The mandamus petition was In re Ford Motor Company, No. 17-0264
. After receiving notice that this case had been set for argument, the plaintiff voluntarily non-suited Ford from the trial proceeding and filed a motion to dismiss the mandamus on the ground of mootness. Ford opposed that motion, arguing that exceptions to the mootness doctrine should apply. The Court removed the case from the argument calendar and, today, grants the motion to dismiss. ↩
The change might also have been inspired by the U.S. Supreme Court’s practice of holding two-week argument sittings, instead of one-week sittings. But the math isn’t precisely comparable. The U.S. Supreme Court hears fewer cases per day (just two, with rare exception), so a five-day sitting of that Court might have the same number of causes as a three-day sitting of ours. ↩
May 30th, 2017 · Comments Off on Are the SCOTX dissents coming in June?
I’ve been publishing voting stats about the Texas Supreme Court since 2010, but my first project was a look back at four years in which the court had the same nine members (the 2006 to 2009 terms). Over that span, the court issued about 25 decisions with a dissent each year — and about 9 per year were 5-4 votes.
The 2010 term marked a recent low with only 11 cases receiving any dissent from the judgment. Since then, the totals have been 22, 23, 14, 19, 15, and (last year) 18 decisions with dissents. (You can poke through the details on the Texas Supreme Court voting patterns charts.)
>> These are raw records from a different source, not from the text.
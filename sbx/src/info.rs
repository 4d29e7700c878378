/*
 * sbx
 *
 * Copyright (C) 2023-2024 Xavier R.M. <sapphirus@azorium.net>
 * SPDX-License-Identifier: GPL-3.0-only
 *
 * This program is free software: you can redistribute it and/or modify
 * it under the terms of the GNU General Public License as published by
 * the Free Software Foundation, version 3.
 *
 * This program is distributed in the hope that it will be useful,
 * but WITHOUT ANY WARRANTY; without even the implied warranty of
 * MERCHANTABILITY or FITNESS FOR A PARTICULAR PURPOSE.  See the
 * GNU General Public License for more details.
 *
 * You should have received a copy of the GNU General Public License
 * along with this program.  If not, see <https://www.gnu.org/licenses/>.
 */

//! `sbx info <ref>`: resolves the effective [`Context`] for a ref (runtime metadata,
//! then app metadata, both merged over the built-in defaults) and prints it as the CLI
//! flags that would reconstruct it. Unlike `run --dry-run`, this never touches the
//! filesystem beyond reading the deployment's own metadata.

use sbx_core::{
    context::Context,
    err,
    metadata::{AppMetadata, DeploymentStore, Ref, RuntimeMetadata},
    utils::arguments::{Arguments, InvalidArgument, Operand as Op},
    Result,
};

use crate::store::FileDeploymentStore;

pub fn info(args: &mut Arguments) -> Result<()> {
    let target = args.target()?;
    let Some(app_ref) = Ref::parse(target) else { return err!(InvalidArgument::InvalidOperand(target.to_string())) };

    let store = FileDeploymentStore::default();
    let app = store.app(&app_ref)?;
    let runtime = store.runtime(app.runtime_ref())?;

    let mut context = Context::defaults();
    context.merge(&parse_manifest(runtime.metadata()));
    context.merge(&parse_manifest(app.metadata()));

    println!("ref: {app_ref}");
    println!("runtime: {}", app.runtime_ref());
    println!("app commit: {}", app.commit());
    println!("runtime commit: {}", runtime.commit());
    println!("command: {}", app.command());
    println!();

    for arg in context.to_args() {
        println!("{arg}");
    }

    Ok(())
}

fn parse_manifest(manifest: &sbx_core::context::manifest::Manifest) -> Context {
    let mut context = Context::new();
    context.parse_metadata(manifest).ok();
    context
}
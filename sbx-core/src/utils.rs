/*
 * sbx-core
 *
 * Copyright (C) 2023-2024 Xavier Moffett <sapphirus@azorium.net>
 * SPDX-License-Identifier: GPL-3.0-only
 *
 * This library is free software: you can redistribute it and/or modify
 * it under the terms of the GNU General Public License as published by
 * the Free Software Foundation, version 3.
 *
 * This program is distributed in the hope that it will be useful,
 * but WITHOUT ANY WARRANTY; without even the implied warranty of
 * MERCHANTABILITY or FITNESS FOR A PARTICULAR PURPOSE.  See the
 * GNU General Public License for more details.
 *
 * You should have received a copy of the GNU General Public License
 * along with this program.  If not, see <https://www.gnu.org/licenses/>.
 */

use std::{
    env::var,
    os::{fd::RawFd, unix::net::UnixStream},
    path::Path,
};

use nix::{
    sys::memfd::{memfd_create, MemFdCreateFlag},
    unistd::write as nix_write,
};

use crate::{
    constants::{BOLD_RED, BOLD_YELLOW, GID, RESET, UID},
    err,
    Error,
    ErrorKind,
    Result,
};

pub use ansi::{is_color_terminal, is_truecolor_terminal};
pub use arguments::Arguments;
pub use termcontrol::TermControl;

pub mod ansi;
pub mod arguments;
pub mod termcontrol;

pub fn print_warning(message: &str) {
    eprintln!("{}warning:{} {}", *BOLD_YELLOW, *RESET, message);
}

pub fn print_error(message: &str) {
    eprintln!("{}error:{} {}", *BOLD_RED, *RESET, message);
}

pub fn check_socket(socket: &str) -> bool {
    UnixStream::connect(Path::new(socket)).is_ok()
}

pub fn env_var(env: &'static str) -> Result<String> {
    match var(env) {
        Ok(var) => Ok(var),
        Err(_) => err!(ErrorKind::EnvVarUnset(env)),
    }
}

pub fn env_var_opt(env: &str) -> Option<String> {
    var(env).ok()
}

pub fn check_root() -> Result<()> {
    if *UID == 0 || *GID == 0 {
        err!(ErrorKind::ElevatedPrivileges)?
    }

    Ok(())
}

/// Writes `contents` into an anonymous, unlinked-by-construction `memfd`, returning the
/// descriptor. Used anywhere a generated buffer (passwd/group lines, `.flatpak-info`,
/// `ld.so.conf`, the serialized argument vector) needs to look like a real file to a
/// bind mount without ever touching the filesystem.
pub fn sealed_tmpfile(name: &str, contents: &[u8]) -> Result<RawFd> {
    let cname = std::ffi::CString::new(name).unwrap_or_else(|_| std::ffi::CString::new("sbx").unwrap());
    let fd = memfd_create(cname.as_c_str(), MemFdCreateFlag::empty())
        .map_err(|errno| Error::new(Box::new(ErrorKind::IOError(name.to_string(), std::io::Error::from_raw_os_error(errno as i32).kind()))))?;

    let mut remaining = contents;
    while !remaining.is_empty() {
        let written = nix_write(fd, remaining)
            .map_err(|errno| Error::new(Box::new(ErrorKind::IOError(name.to_string(), std::io::Error::from_raw_os_error(errno as i32).kind()))))?;
        remaining = &remaining[written ..];
    }

    Ok(fd)
}

/// Convenience wrapper over [`sealed_tmpfile`] for text content.
pub fn sealed_tmpfile_str(name: &str, contents: &str) -> Result<RawFd> {
    sealed_tmpfile(name, contents.as_bytes())
}
/*
 * sbx-core
 *
 * Copyright (C) 2023-2024 Xavier R.M. <sapphirus@azorium.net>
 * SPDX-License-Identifier: GPL-3.0-only
 *
 * This library is free software: you can redistribute it and/or modify
 * it under the terms of the GNU General Public License as published by
 * the Free Software Foundation, version 3.
 *
 * This program is distributed in the hope that it will be useful,
 * but WITHOUT ANY WARRANTY; without even the implied warranty of
 * MERCHANTABILITY or FITNESS FOR A PARTICULAR PURPOSE.  See the
 * GNU General Public License for more details.
 *
 * You should have received a copy of the GNU General Public License
 * along with this program.  If not, see <https://www.gnu.org/licenses/>.
 */

use std::fmt::{Debug, Formatter};

/// A single `SBX` argument. `to_vec()` expands each variant into the flag/value
/// pairs the namespace helper expects on its own argv.
#[derive(Debug, Clone)]
pub enum Argument {
    Directory(String),
    Bind(String, String),
    BindTry(String, String),
    RoBind(String, String),
    RoBindTry(String, String),
    EnvVar(String, String),
    UnsetEnvVar(String),
    SymbolicLink(String, String),
    Device(String),
    DevFs,
    TmpFsAt(String),
    LockFile(String),
    FileFd(i32, String),
    RoBindDataFd(i32, String),
    SeccompFd(i32),
    SyncFd(i32),
    InfoFd(i32),
    ArgsFd(i32),
    Hostname(String),
    DieWithParent,
    DisableNamespaces,
    HostNetworking,
    UnshareIpc,
    UnshareNet,
    UnsharePid,
    ProcFs,
    NewSession,
    TmpFs,
    UnshareAll,
}

pub struct ExecutionArgs {
    dbus: Vec<String>,
    bind: Vec<Argument>,
    env: Vec<Argument>,
    sys: Vec<Argument>,
    fds: Vec<i32>,
}

impl Argument {
    fn to_vec(&self) -> Vec<&str> {
        match self {
            Self::Directory(val) => vec!["--dir", val],
            Self::Bind(src, dest) => vec!["--bind", src, dest],
            Self::BindTry(src, dest) => vec!["--bind-try", src, dest],
            Self::RoBind(src, dest) => vec!["--ro-bind", src, dest],
            Self::RoBindTry(src, dest) => vec!["--ro-bind-try", src, dest],
            Self::SymbolicLink(src, dest) => vec!["--symlink", src, dest],
            Self::EnvVar(val, set) => vec!["--setenv", val, set],
            Self::UnsetEnvVar(val) => vec!["--unsetenv", val],
            Self::Device(val) => vec!["--dev-bind-try", val, val],
            Self::DevFs => vec!["--dev", "/dev"],
            Self::TmpFsAt(path) => vec!["--tmpfs", path],
            Self::LockFile(path) => vec!["--lock-file", path],
            Self::Hostname(name) => vec!["--hostname", name],
            Self::DieWithParent => vec!["--die-with-parent"],
            Self::DisableNamespaces => vec!["--unshare-user", "--disable-userns"],
            Self::HostNetworking => vec!["--share-net"],
            Self::UnshareIpc => vec!["--unshare-ipc"],
            Self::UnshareNet => vec!["--unshare-net"],
            Self::UnsharePid => vec!["--unshare-pid"],
            Self::ProcFs => vec!["--proc", "/proc"],
            Self::NewSession => vec!["--new-session"],
            Self::TmpFs => vec!["--tmpfs", "/tmp"],
            Self::UnshareAll => vec!["--unshare-all"],
            // fd-bearing variants are serialized via fd_vec(), never via arguments()
            Self::FileFd(..) | Self::RoBindDataFd(..) | Self::SeccompFd(..) | Self::SyncFd(..) | Self::InfoFd(..) | Self::ArgsFd(..) =>
                unreachable!("fd-bearing argument must be rendered through fd_vec()"),
        }
    }

    fn fd_vec(&self, buf: &mut String) -> Option<Vec<&str>> {
        match self {
            Self::FileFd(fd, dest) => {
                *buf = fd.to_string();
                Some(vec!["--file", buf.as_str(), dest])
            }
            Self::RoBindDataFd(fd, dest) => {
                *buf = fd.to_string();
                Some(vec!["--ro-bind-data", buf.as_str(), dest])
            }
            Self::SeccompFd(fd) => {
                *buf = fd.to_string();
                Some(vec!["--seccomp", buf.as_str()])
            }
            Self::SyncFd(fd) => {
                *buf = fd.to_string();
                Some(vec!["--sync-fd", buf.as_str()])
            }
            Self::InfoFd(fd) => {
                *buf = fd.to_string();
                Some(vec!["--info-fd", buf.as_str()])
            }
            Self::ArgsFd(fd) => {
                *buf = fd.to_string();
                Some(vec!["--args", buf.as_str()])
            }
            _ => None,
        }
    }
}

impl ExecutionArgs {
    pub fn new() -> Self {
        Self {
            dbus: Vec::new(),
            bind: vec![Argument::TmpFs],
            sys: vec![Argument::DevFs, Argument::ProcFs, Argument::UnsharePid],
            env: vec![Argument::UnshareAll],
            fds: Vec::new(),
        }
    }

    pub fn dir(&mut self, dest: &str) {
        self.bind.push(Argument::Directory(dest.into()));
    }

    pub fn bind(&mut self, src: &str, dest: &str) {
        self.bind.push(Argument::Bind(src.into(), dest.into()));
    }

    pub fn bind_try(&mut self, src: &str, dest: &str) {
        self.bind.push(Argument::BindTry(src.into(), dest.into()));
    }

    pub fn robind(&mut self, src: &str, dest: &str) {
        self.bind.push(Argument::RoBind(src.into(), dest.into()));
    }

    pub fn robind_try(&mut self, src: &str, dest: &str) {
        self.bind.push(Argument::RoBindTry(src.into(), dest.into()));
    }

    pub fn symlink(&mut self, src: &str, dest: &str) {
        self.bind.push(Argument::SymbolicLink(src.into(), dest.into()));
    }

    pub fn tmpfs(&mut self, dest: &str) {
        self.bind.push(Argument::TmpFsAt(dest.into()));
    }

    pub fn lock_file(&mut self, dest: &str) {
        self.bind.push(Argument::LockFile(dest.into()));
    }

    pub fn env(&mut self, src: &str, dest: &str) {
        self.env.push(Argument::EnvVar(src.into(), dest.into()));
    }

    pub fn unset_env(&mut self, src: &str) {
        self.env.push(Argument::UnsetEnvVar(src.into()));
    }

    pub fn dev(&mut self, src: &str) {
        self.sys.push(Argument::Device(src.into()));
    }

    pub fn hostname(&mut self, name: &str) {
        self.sys.push(Argument::Hostname(name.into()));
    }

    pub fn dbus(&mut self, per: &str, socket: &str) {
        self.dbus.push(format!("--{}={}", per, socket));
    }

    pub fn push_env(&mut self, arg: Argument) {
        self.env.push(arg);
    }

    pub fn push_sys(&mut self, arg: Argument) {
        self.sys.push(arg);
    }

    /// Registers a fd-bearing argument, additionally tracking its descriptor so the
    /// launcher can clear `CLOEXEC` on it right before spawn.
    pub fn push_fd_arg(&mut self, fd: i32, arg: Argument) {
        self.fds.push(fd);
        self.sys.push(arg);
    }

    pub fn get_dbus(&self) -> Vec<&str> {
        self.dbus.iter().map(|a| a.as_str()).collect()
    }

    pub fn fds(&self) -> &[i32] {
        &self.fds
    }

    pub fn obtain_env(&self, env: &str) -> Option<&str> {
        self.env.iter().find_map(|a| match a {
            Argument::EnvVar(target, var) => match target == env {
                true => Some(var.as_str()),
                false => None,
            },
            _ => None,
        })
    }

    /// Flattens bind, sys, and env directives in that order into bwrap-style argv.
    /// fd-bearing arguments are rendered through per-call string buffers since `Argument::to_vec`
    /// borrows; callers needing the final owned argv should use `arguments_owned()`.
    pub fn arguments(&self) -> Vec<&str> {
        let mut vec = Vec::new();

        vec.reserve((self.sys.len() + self.bind.len() + self.env.len()) * 4);

        for values in self.bind.iter().chain(self.sys.iter()).chain(self.env.iter()) {
            match values {
                Argument::FileFd(..) | Argument::RoBindDataFd(..) | Argument::SeccompFd(..) | Argument::SyncFd(..) | Argument::InfoFd(..) | Argument::ArgsFd(..) => {}
                _ => vec.extend(values.to_vec()),
            }
        }

        vec
    }

    /// Owned equivalent of `arguments()` which also renders fd-bearing directives;
    /// required wherever the final argv is serialized or handed to `Command::args`.
    pub fn arguments_owned(&self) -> Vec<String> {
        let mut vec = Vec::new();
        let mut buf = String::new();

        for values in self.bind.iter().chain(self.sys.iter()).chain(self.env.iter()) {
            if let Some(fd_args) = values.fd_vec(&mut buf) {
                vec.extend(fd_args.into_iter().map(String::from));
            } else {
                vec.extend(values.to_vec().into_iter().map(String::from));
            }
        }

        vec
    }
}

impl Debug for ExecutionArgs {
    fn fmt(&self, fmter: &mut Formatter<'_>) -> Result<(), std::fmt::Error> {
        writeln!(fmter, "bind: {:?}", self.bind)?;
        writeln!(fmter, "env:  {:?}", self.env)?;

        if self.sys.len() > 2 {
            writeln!(fmter, "sys:  {:?}", self.sys)?;
        }

        if self.dbus.len() > 0 {
            writeln!(fmter, "dbus: {:?}", self.dbus)?;
        }

        Ok(())
    }
}
/*
 * sbx
 *
 * Copyright (C) 2023-2024 Xavier R.M. <sapphirus@azorium.net>
 * SPDX-License-Identifier: GPL-3.0-only
 *
 * This program is free software: you can redistribute it and/or modify
 * it under the terms of the GNU General Public License as published by
 * the Free Software Foundation, version 3.
 *
 * This program is distributed in the hope that it will be useful,
 * but WITHOUT ANY WARRANTY; without even the implied warranty of
 * MERCHANTABILITY or FITNESS FOR A PARTICULAR PURPOSE.  See the
 * GNU General Public License for more details.
 *
 * You should have received a copy of the GNU General Public License
 * along with this program.  If not, see <https://www.gnu.org/licenses/>.
 */

//! A conventional on-disk [`DeploymentStore`]: deployments live under
//! `<data-dir>/deployments/<kind>/<id>/<arch>/<branch>/`, each holding a `files/` tree, a
//! `metadata` key-file, and a `commit` file. This is sbx-core's one external collaborator;
//! nothing in sbx-core depends on this layout, it just happens to be what the `sbx` binary
//! ships so `run`/`info`/`doctor` have something real to resolve against.

use std::{fs, path::PathBuf};

use sbx_core::{
    constants::DATA_DIR,
    context::manifest::Manifest,
    err,
    extension::Extension,
    impl_error,
    metadata::{AppMetadata, Deployment, DeploymentStore, Ref, RefKind, RuntimeMetadata},
    Result,
};

#[derive(Debug)]
pub enum StoreError {
    NotDeployed(String),
}

impl std::fmt::Display for StoreError {
    fn fmt(&self, fmter: &mut std::fmt::Formatter<'_>) -> std::fmt::Result {
        match self {
            Self::NotDeployed(reference) => write!(fmter, "'{reference}' is not deployed."),
        }
    }
}

impl_error!(StoreError);

struct OnDiskDeployment {
    files: PathBuf,
    commit: String,
    metadata: Manifest,
}

impl Deployment for OnDiskDeployment {
    fn files(&self) -> &std::path::Path {
        &self.files
    }

    fn commit(&self) -> &str {
        &self.commit
    }

    fn metadata(&self) -> &Manifest {
        &self.metadata
    }
}

struct OnDiskApp {
    inner: OnDiskDeployment,
    app_id: String,
    runtime_ref: Ref,
    command: String,
    data_dir: PathBuf,
}

impl Deployment for OnDiskApp {
    fn files(&self) -> &std::path::Path {
        self.inner.files()
    }

    fn commit(&self) -> &str {
        self.inner.commit()
    }

    fn metadata(&self) -> &Manifest {
        self.inner.metadata()
    }
}

impl AppMetadata for OnDiskApp {
    fn app_id(&self) -> &str {
        &self.app_id
    }

    fn runtime_ref(&self) -> &Ref {
        &self.runtime_ref
    }

    fn command(&self) -> &str {
        &self.command
    }

    fn extensions(&self) -> Vec<Box<dyn Extension>> {
        Vec::new()
    }

    fn data_dir(&self) -> PathBuf {
        self.data_dir.clone()
    }
}

struct OnDiskRuntime {
    inner: OnDiskDeployment,
    ld_so_conf: Option<PathBuf>,
}

impl Deployment for OnDiskRuntime {
    fn files(&self) -> &std::path::Path {
        self.inner.files()
    }

    fn commit(&self) -> &str {
        self.inner.commit()
    }

    fn metadata(&self) -> &Manifest {
        self.inner.metadata()
    }
}

impl RuntimeMetadata for OnDiskRuntime {
    fn extensions(&self) -> Vec<Box<dyn Extension>> {
        Vec::new()
    }

    fn ld_so_conf(&self) -> Option<PathBuf> {
        self.ld_so_conf.clone()
    }
}

pub struct FileDeploymentStore {
    root: PathBuf,
}

impl Default for FileDeploymentStore {
    fn default() -> Self {
        Self {
            root: PathBuf::from(format!("{}/deployments", *DATA_DIR)),
        }
    }
}

impl FileDeploymentStore {
    fn deployment_dir(&self, reference: &Ref) -> PathBuf {
        let kind = match reference.kind {
            RefKind::App => "app",
            RefKind::Runtime => "runtime",
        };

        self.root.join(kind).join(&reference.id).join(&reference.arch).join(&reference.branch)
    }

    fn read_deployment(&self, reference: &Ref) -> Result<OnDiskDeployment> {
        let dir = self.deployment_dir(reference);

        if !dir.join("files").is_dir() {
            return err!(StoreError::NotDeployed(reference.to_string()));
        }

        let commit = fs::read_to_string(dir.join("commit")).map(|s| s.trim().to_string()).unwrap_or_else(|_| "unknown".into());
        let metadata = fs::read_to_string(dir.join("metadata"))
            .ok()
            .and_then(|text| Manifest::parse(&text).ok())
            .unwrap_or_default();

        Ok(OnDiskDeployment {
            files: dir.join("files"),
            commit,
            metadata,
        })
    }
}

impl DeploymentStore for FileDeploymentStore {
    fn app(&self, app_ref: &Ref) -> Result<Box<dyn AppMetadata>> {
        let inner = self.read_deployment(app_ref)?;
        let runtime_ref = inner
            .metadata
            .section("Application")
            .and_then(|section| section.get("runtime"))
            .and_then(|value| Ref::parse(value))
            .unwrap_or_else(|| Ref {
                kind: RefKind::Runtime,
                id: app_ref.id.clone(),
                arch: app_ref.arch.clone(),
                branch: app_ref.branch.clone(),
            });

        let command = inner
            .metadata
            .section("Application")
            .and_then(|section| section.get("command"))
            .cloned()
            .unwrap_or_else(|| app_ref.id.clone());

        let data_dir = PathBuf::from(format!("{}/app/{}", *DATA_DIR, app_ref.id));

        Ok(Box::new(OnDiskApp {
            inner,
            app_id: app_ref.id.clone(),
            runtime_ref,
            command,
            data_dir,
        }))
    }

    fn runtime(&self, runtime_ref: &Ref) -> Result<Box<dyn RuntimeMetadata>> {
        let inner = self.read_deployment(runtime_ref)?;
        let ld_so_conf = {
            let candidate = self.deployment_dir(runtime_ref).join("ld.so.conf");
            candidate.is_file().then_some(candidate)
        };

        Ok(Box::new(OnDiskRuntime { inner, ld_so_conf }))
    }
}
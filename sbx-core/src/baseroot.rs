/*
 * sbx-core
 *
 * Copyright (C) 2023-2024 Xavier R.M. <sapphirus@azorium.net>
 * SPDX-License-Identifier: GPL-3.0-only
 *
 * This library is free software: you can redistribute it and/or modify
 * it under the terms of the GNU General Public License as published by
 * the Free Software Foundation, version 3.
 *
 * This program is distributed in the hope that it will be useful,
 * but WITHOUT ANY WARRANTY; without even the implied warranty of
 * MERCHANTABILITY or FITNESS FOR A PARTICULAR PURPOSE.  See the
 * GNU General Public License for more details.
 *
 * You should have received a copy of the GNU General Public License
 * along with this program.  If not, see <https://www.gnu.org/licenses/>.
 */

//! Mandatory sandbox scaffolding: process namespace flags, `/proc` and `/tmp`, the
//! sealed `/etc/passwd` and `/etc/group`, the runtime's `etc/` projection, usr-compat
//! symlinks, and process personality.

use std::{fs, path::Path};

use nix::sys::personality::{self, Persona};

use crate::{
    constants::UID,
    exec::args::{Argument, ExecutionArgs},
    utils::sealed_tmpfile_str,
    Result,
};

const ETC_EXCLUDE: &[&str] = &["passwd", "group", "machine-id", "resolv.conf", "host.conf", "hosts", "localtime"];
const USR_COMPAT: &[&str] = &["lib", "lib32", "lib64", "bin", "sbin"];

#[derive(Debug, Clone, Default)]
pub struct BaseRootOptions {
    pub die_with_parent: bool,
    pub writable_etc: bool,
    pub linux32: bool,
    pub monitor_dir: Option<String>,
}

pub struct BaseRootBuilder<'a> {
    runtime_root: &'a Path,
    options: BaseRootOptions,
}

impl<'a> BaseRootBuilder<'a> {
    pub fn new(runtime_root: &'a Path, options: BaseRootOptions) -> Self {
        Self { runtime_root, options }
    }

    pub fn build(&self, out: &mut ExecutionArgs) -> Result<()> {
        self.scaffold(out);
        self.passwd_and_group(out)?;
        self.machine_id(out);
        self.project_etc(out)?;
        self.usr_compat_symlinks(out);
        self.apply_personality()?;
        self.project_resolver_files(out);
        Ok(())
    }

    fn scaffold(&self, out: &mut ExecutionArgs) {
        out.push_sys(Argument::UnsharePid);
        out.push_sys(Argument::ProcFs);
        out.dir("/tmp");
        out.dir("/var/tmp");
        out.dir("/run/host");
        out.dir(&format!("/run/user/{}", *UID));
        out.env("XDG_RUNTIME_DIR", &format!("/run/user/{}", *UID));
        out.symlink("../run", "/var/run");

        for subsys in ["block", "bus", "class", "dev", "devices"] {
            out.robind(&format!("/sys/{subsys}"), &format!("/sys/{subsys}"));
        }

        if self.options.die_with_parent {
            out.push_sys(Argument::DieWithParent);
        }

        if self.options.writable_etc {
            out.dir("/usr/etc");
            out.symlink("usr/etc", "/etc");
        }
    }

    fn passwd_and_group(&self, out: &mut ExecutionArgs) -> Result<()> {
        let user = crate::utils::env_var_opt("USER").unwrap_or_else(|| "user".to_string());
        let home = crate::utils::env_var_opt("HOME").unwrap_or_else(|| "/home/user".to_string());
        let shell = crate::utils::env_var_opt("SHELL").unwrap_or_else(|| "/bin/sh".to_string());

        let passwd = format!(
            "{user}:x:{uid}:{gid}::{home}:{shell}\nnfsnobody:x:65534:65534:Unmapped user:/:/sbin/nologin\n",
            uid = *UID,
            gid = *crate::constants::GID,
        );
        let group = format!("{user}:x:{gid}:\n", gid = *crate::constants::GID);

        let passwd_fd = sealed_tmpfile_str("passwd", &passwd)?;
        let group_fd = sealed_tmpfile_str("group", &group)?;

        out.push_fd_arg(passwd_fd, Argument::RoBindDataFd(passwd_fd, "/etc/passwd".into()));
        out.push_fd_arg(group_fd, Argument::RoBindDataFd(group_fd, "/etc/group".into()));

        Ok(())
    }

    fn machine_id(&self, out: &mut ExecutionArgs) {
        for candidate in ["/etc/machine-id", "/var/lib/dbus/machine-id"] {
            if Path::new(candidate).exists() {
                out.robind(candidate, "/etc/machine-id");
                return;
            }
        }
    }

    fn project_etc(&self, out: &mut ExecutionArgs) -> Result<()> {
        if self.options.writable_etc {
            return Ok(());
        }

        let runtime_etc = self.runtime_root.join("etc");
        let Ok(entries) = fs::read_dir(&runtime_etc) else { return Ok(()) };

        for entry in entries.flatten() {
            let name = entry.file_name();
            let name = name.to_string_lossy();

            if ETC_EXCLUDE.contains(&name.as_ref()) {
                continue;
            }

            let dest = format!("/etc/{name}");
            let meta = entry.metadata();

            if meta.map(|m| m.file_type().is_symlink()).unwrap_or(false) {
                if let Ok(target) = fs::read_link(entry.path()) {
                    out.symlink(&target.to_string_lossy(), &dest);
                }
            } else {
                out.robind(&entry.path().to_string_lossy(), &dest);
            }
        }

        Ok(())
    }

    fn usr_compat_symlinks(&self, out: &mut ExecutionArgs) {
        for name in USR_COMPAT {
            if self.runtime_root.join(name).exists() {
                out.symlink(&format!("usr/{name}"), &format!("/{name}"));
            }
        }
    }

    fn apply_personality(&self) -> Result<()> {
        let persona = if self.options.linux32 { Persona::LINUX32 } else { Persona::empty() };

        if !persona.is_empty() {
            personality::set(persona).map_err(|errno| {
                crate::Error::new(Box::new(crate::ErrorKind::IOError("personality".into(), std::io::Error::from_raw_os_error(errno as i32).kind())))
            })?;
        }

        Ok(())
    }

    /// Prefers a host service's monitor directory (network state mirrored for the
    /// sandbox); falls back to binding the host files directly when no monitor is
    /// available, preferring a `/usr/`-anchored symlink target for `/etc/localtime`.
    fn project_resolver_files(&self, out: &mut ExecutionArgs) {
        if let Some(monitor) = &self.options.monitor_dir {
            out.robind(monitor, "/run/host/monitor");
            for name in ["resolv.conf", "host.conf", "hosts", "localtime"] {
                out.symlink(&format!("host/monitor/{name}"), &format!("/etc/{name}"));
            }
            return;
        }

        for name in ["resolv.conf", "host.conf", "hosts"] {
            let path = format!("/etc/{name}");
            if Path::new(&path).exists() {
                out.robind(&path, &path);
            }
        }

        if let Ok(target) = fs::read_link("/etc/localtime") {
            if let Some(usr_anchored) = target.to_str().filter(|t| t.starts_with("/usr/") || t.starts_with("usr/")) {
                out.symlink(usr_anchored, "/etc/localtime");
                return;
            }
        }

        if Path::new("/etc/localtime").exists() {
            out.robind("/etc/localtime", "/etc/localtime");
        }
    }
}

#[cfg(test)]
mod tests {
    use super::*;

    #[test]
    fn writable_etc_skips_runtime_projection() {
        let builder = BaseRootBuilder::new(Path::new("/nonexistent-runtime"), BaseRootOptions { writable_etc: true, ..Default::default() });
        let mut args = ExecutionArgs::new();
        assert!(builder.project_etc(&mut args).is_ok());
    }

    #[test]
    fn scaffold_emits_xdg_runtime_dir() {
        let builder = BaseRootBuilder::new(Path::new("/nonexistent-runtime"), BaseRootOptions::default());
        let mut args = ExecutionArgs::new();
        builder.scaffold(&mut args);
        let rendered = args.arguments_owned();
        assert!(rendered.iter().any(|a| a == "XDG_RUNTIME_DIR"));
    }
}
With a month to go, the total for the 2017 term is only 5:
As it happens, dissents saw a similarly slow start last year. Through May 2016, the court had issued only 7 decisions with dissents — before a surge of dissents in June pushed the year-end total to 18.
Should we expect this term to be similar? Or will this be the fewest dissents since at least 2005?
If placing a bet, I would take the “under.”
The short reason why: there are very few “older” argued cases yet to be decided.
For obvious reasons, it takes longer to to produce decisions with dissents than without. Some time is needed for an internal back-and-forth of drafts among the justices. The dissent reacts to what the majority writes, and often the majority makes improvements and adds a section respodning to the dissent. In rare instances, a dissent might even persuade enough other justices to win the day. (If you see a published “dissent” with an unusually detailed fact section and procedural history, that might be a tell.)
Most of the dissents published in June 2016 were from cases that had been argued the previous fall (or even earlier), so the court had plenty of time for its internal deliberations. Only three of last June’s dissents were for cases argued that spring.
In 2017, those older cases are already off the board. Only a single case remains from last fall’s argument calendar (Pagayon v. ExxonMobil, No. 15-0642). Only two remain from this January. The other sixteen cases were argued in the February or March sittings.
Although I wouldn’t bet on a large number of additional dissents, it’s always possible. The cases argued late this spring might prove especially contentious. What’s clear, however, is that if the court does release a significant number of dissents this June, they will have been written in impressively short time.
This was in some sense an update of the talk we made to the Austin Bar appellate section in 2010. Then, we had focused on the unique 2005-2009 Terms of the Court, during which there was no turnover of Justices. The new presentation looks at the voting patterns as the Court’s membership has changed from 2010 to the present — including some of the diagrams of voting patterns that were so popular before.1
This time around, I also included two new kinds of graphs: (1) a look at how often each Justice tends to join in concurrences or dissents; and (2) a time-series showing how each Justice’s overall rate of agreement with the judgment moves year to year, and relative to similar peers.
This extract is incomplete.